23. Proposal pertaining to alteration of conditions of service of members of All India Service needs to be approved by the Cabinet. In this instant case no approval has been obtained from the Cabinet for the suspension of the respondent. Therefore, from that point of view also, the suspension of the respondent is illegal and we come to the conclusion that suspension highly tantamount to alteration of conditions of service. Therefore, we are not in a position to accept the submission of the Government counsel, Mr S Sen Gupta, that suspension is not an alteration of conditions of service. In our view, suspension is definitely an alteration of conditions of service.

24. Hon‟ble Supreme Court in the case of MRF Limited v. Manohar Parrikar and others (2010)11 SCC 374, in para 92 of the judgment was pleased to observed that Business Rules framed under provision 166(3) of the Constitution are mandatory and must be strictly adhered to, any decision by the Government in breach of these Rules will be a nullity in the eye of law.

25. On perusal of the Judgment passed by the Hon‟ble Apex Court in K Sukhendra Reddy v. State of A.P. and another (1999) 6 SCC 257, it is understood that the Government cannot be permitted to resort to selective suspension, it cannot be permitted to place an officer under suspension just to just to exhibit and feign that action against the officers, irrespective of their high status in the service hierarchy, would be taken.

26. Therefore, after considering the position of law and principle of natural justice we are of the considered view that the Government is not permitted to suspend selectively which is highly illegal, discriminatory and against the principle of jurisprudence. However, at this stage, we do not Page 16 of 18 want to make any comment but cautioned the Government to remain alert in future because from the submission of the learned senior counsel for the respondent, it came to the notice of the court that there are some more guilty officers where even charge sheet was filed but they were not put under suspension.

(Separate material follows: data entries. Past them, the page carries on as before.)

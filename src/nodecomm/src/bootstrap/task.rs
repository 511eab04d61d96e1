use std::net::{Ipv4Addr, Ipv6Addr, SocketAddr, TcpStream};
use std::sync::Arc;
use std::thread::{self, JoinHandle};
use std::time::Instant;

use socket2::{Domain, Protocol, Socket, Type};

use super::{BootstrapError, Role};
use crate::config::BootstrapConfig;
use crate::environment::JobEnvironment;
use crate::transport::{Client, Server};
use crate::utils::resolve::{resolve, Family, ResolvedAddress};
use crate::utils::semaphore::{Semaphore, SignalOnDrop};

fn new_socket(
    family: Family,
    role: Role,
    config: &BootstrapConfig,
) -> Result<Socket, BootstrapError> {
    let domain = match family {
        Family::IPv4 => Domain::IPV4,
        Family::IPv6 => Domain::IPV6,
    };
    let socket = Socket::new(domain, Type::STREAM, Some(Protocol::TCP))
        .map_err(|source| BootstrapError::Socket { role, source })?;
    // IPV6_V6ONLY defaults differ between systems
    if family == Family::IPv6 {
        if let Err(e) = socket.set_only_v6(!config.dual_stack) {
            log::warn!(
                "Failed to set IPV6_V6ONLY={} on {} socket: {}",
                !config.dual_stack,
                role,
                e
            );
        }
    }
    Ok(socket)
}

fn wildcard(family: Family, port: u16) -> SocketAddr {
    match family {
        Family::IPv4 => SocketAddr::from((Ipv4Addr::UNSPECIFIED, port)),
        Family::IPv6 => SocketAddr::from((Ipv6Addr::UNSPECIFIED, port)),
    }
}

/// Resolves every node and picks the first candidate of the first node.
/// Later candidates and later nodes are never used as a fallback.
pub fn coordinator_address(
    nodes: &[String],
    port: u16,
) -> Result<ResolvedAddress, BootstrapError> {
    let first = nodes.first().ok_or(BootstrapError::EmptyNodeList)?;
    let mut coordinator = None;
    for (idx, node) in nodes.iter().enumerate() {
        let candidates = resolve(node, port)?;
        log::debug!(
            "Node {} ({}) resolved to {:?}",
            idx,
            node,
            candidates.iter().map(|c| c.ip_string.as_str()).collect::<Vec<_>>()
        );
        if idx == 0 {
            coordinator = candidates.into_iter().next();
        }
    }
    coordinator.ok_or_else(|| BootstrapError::NoCoordinatorAddress(first.clone()))
}

/// Opens the coordinator's listening socket on the wildcard address of
/// the coordinator's family.
pub fn listen(
    coordinator: &ResolvedAddress,
    port: u16,
    expected_workers: usize,
    config: &BootstrapConfig,
) -> Result<Server, BootstrapError> {
    let role = Role::Coordinator;
    let family = coordinator.family();
    let socket = new_socket(family, role, config)?;
    if config.reuse_address {
        socket
            .set_reuse_address(true)
            .map_err(|source| BootstrapError::Socket { role, source })?;
    }
    let local_addr = wildcard(family, port);
    socket
        .bind(&local_addr.into())
        .map_err(|source| BootstrapError::Bind {
            role,
            addr: local_addr,
            source,
        })?;
    let backlog = i32::try_from(expected_workers).unwrap_or(i32::MAX);
    socket.listen(backlog).map_err(BootstrapError::Listen)?;
    log::info!(
        "Coordinator listening on {} for {} workers",
        local_addr,
        expected_workers
    );
    Ok(Server::new(socket.into(), expected_workers, config.tcp_nodelay))
}

/// Connects a worker to the coordinator, retrying every
/// `connect_retry_interval` until `connect_timeout` has passed since the
/// first attempt.
pub fn connect(
    coordinator: &ResolvedAddress,
    config: &BootstrapConfig,
) -> Result<Client, BootstrapError> {
    let role = Role::Worker;
    let family = coordinator.family();
    let socket = new_socket(family, role, config)?;
    let local_addr = wildcard(family, 0);
    socket
        .bind(&local_addr.into())
        .map_err(|source| BootstrapError::Bind {
            role,
            addr: local_addr,
            source,
        })?;

    let target = coordinator.sock_addr();
    let interval = config.connect_retry_interval();
    let timeout = config.connect_timeout();
    let start = Instant::now();
    let mut attempts = 0u64;
    loop {
        attempts += 1;
        match socket.connect(&target) {
            Ok(()) => break,
            // an interrupted attempt may complete in the background
            Err(ref e) if e.raw_os_error() == Some(libc::EISCONN) => break,
            Err(e) => {
                log::trace!(
                    "Connect attempt {} to {} failed: {}",
                    attempts,
                    coordinator.addr,
                    e
                );
                let elapsed = start.elapsed();
                if elapsed >= timeout {
                    return Err(BootstrapError::ConnectTimeout {
                        addr: coordinator.addr,
                        timeout,
                        attempts,
                        source: e,
                    });
                }
                thread::sleep(interval.min(timeout - elapsed));
            }
        }
    }
    log::info!(
        "Worker connected to coordinator {} after {} attempts",
        coordinator.addr,
        attempts
    );

    let stream: TcpStream = socket.into();
    if config.tcp_nodelay {
        if let Err(e) = stream.set_nodelay(true) {
            log::warn!("Failed to set TCP_NODELAY on worker connection: {}", e);
        }
    }
    Ok(Client::from_stream(stream))
}

fn spawn_role<F>(role: Role, f: F) -> Result<(Role, JoinHandle<()>), BootstrapError>
where
    F: FnOnce() + Send + 'static,
{
    thread::Builder::new()
        .name(format!("nodecomm-{}", role))
        .spawn(f)
        .map(|handle| (role, handle))
        .map_err(|source| BootstrapError::Spawn { role, source })
}

// Joins finished role threads and returns the roles that panicked.
fn join_roles(handles: Vec<(Role, JoinHandle<()>)>) -> Vec<Role> {
    let mut panicked = Vec::new();
    for (role, handle) in handles {
        if handle.join().is_err() {
            log::error!("The {} role panicked", role);
            panicked.push(role);
        }
    }
    panicked
}

fn fatal(err: &BootstrapError) -> ! {
    if log::log_enabled!(log::Level::Error) {
        log::error!("Bootstrap failed: {}", err);
    } else {
        eprintln!("Bootstrap failed: {}", err);
    }
    std::process::exit(1)
}

fn run<E, S, W>(
    env: &E,
    config: &BootstrapConfig,
    server_fn: S,
    worker_fn: W,
) -> Result<(), BootstrapError>
where
    E: JobEnvironment + ?Sized,
    S: FnOnce(Server) + Send + 'static,
    W: FnOnce(Client) + Send + 'static,
{
    let rank = env.rank();
    let port = env.listen_port();
    let expected_workers = env.expected_worker_count();
    let coordinator = coordinator_address(&env.node_list(), port)?;
    let is_coordinator = rank == 0;
    let num_roles = if is_coordinator { 2 } else { 1 };
    log::debug!(
        "Rank {} starting {} roles, coordinator at {}",
        rank,
        num_roles,
        coordinator.addr
    );

    let completion = Arc::new(Semaphore::new());
    let mut handles = Vec::with_capacity(num_roles);
    if is_coordinator {
        let done = SignalOnDrop(Arc::clone(&completion));
        let coordinator = coordinator.clone();
        let config = config.clone();
        handles.push(spawn_role(Role::Coordinator, move || {
            let _done = done;
            let server = listen(&coordinator, port, expected_workers, &config)
                .unwrap_or_else(|e| fatal(&e));
            server_fn(server);
            log::debug!("Coordinator role finished");
        })?);
    }

    let done = SignalOnDrop(Arc::clone(&completion));
    let config = config.clone();
    handles.push(spawn_role(Role::Worker, move || {
        let _done = done;
        let client = connect(&coordinator, &config).unwrap_or_else(|e| fatal(&e));
        worker_fn(client);
        log::debug!("Worker role finished");
    })?);

    for _ in 0..num_roles {
        completion.wait();
    }
    // every role has signalled, so these joins do not block for long
    join_roles(handles);
    Ok(())
}

/// Establishes the job's star topology and runs the local roles.
///
/// Rank 0 runs `server_fn` with the listening [`Server`] and `worker_fn`
/// with a [`Client`] connected to itself; every other rank only runs
/// `worker_fn`. Each role gets its own thread. The call returns once all
/// local roles have returned; a role that panicked is logged at `error`.
///
/// Failing to resolve the nodes or to set up a socket, and exhausting the
/// connect timeout, terminate the process: a rank that cannot join the
/// topology has no way to continue.
pub fn with_server_client<E, S, W>(
    env: &E,
    config: &BootstrapConfig,
    server_fn: S,
    worker_fn: W,
)
where
    E: JobEnvironment + ?Sized,
    S: FnOnce(Server) + Send + 'static,
    W: FnOnce(Client) + Send + 'static,
{
    if let Err(e) = run(env, config, server_fn, worker_fn) {
        fatal(&e);
    }
}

Same treatment Government should give to all employees/officers working under them

27. On perusal of the additional affidavit dated 30.10.2015, and its Annexure 1, the letter addressed to the Principal Secretary, Forest & Environment Department, Government of Meghalaya, the Principal Chief Conservator of Forest & HOFF, Meghalaya, has given a very good certificate to the respondent and also requested the Government to consider his promotion and super time scale, as he was found to be very sincere in his duties. In our view, the Government should also consider that letter sympathetically.

28. It is also worth mentioning that the Madhya Pradesh High Court has already suspended his sentence and the matter is pending before the Madhya Pradesh High Court. So, petitioners cannot come to conclusion as on today that he has really committed any offence. A person is innocent always until and unless his guilt is proved in the Court of law.

29. After considering the facts and circumstance of the case, submissions advanced by the learned counsels, documents available on the record and the provisions of law as discussed above, we find there is nothing wrong in the impugned judgment passed by the learned Central Administrative Tribunal, Guwahati, in Original Application No.386 of 2013 dated 18.11.2014. However, we are unable to agree to para 39 of the judgment because respondent has already suffered loss and damages due Page 17 of 18 to illegal act of the petitioners. Moreover, it is clear that suspension can never be with retrospective effect and it is too late for the Government to go for an approval and to correct their wrong and to proceed further. Accordingly, we upheld the impugned judgment dated 18.11.2014 passed by the learned Central Administrative Tribunal except para 39 and strike down para 39 of the judgment for the reasons discussed above.

30. With these observations and for the reasons discussed above, we come to the conclusion that petitioners could not make out any case and accordingly the petition stands dismissed and disposed of.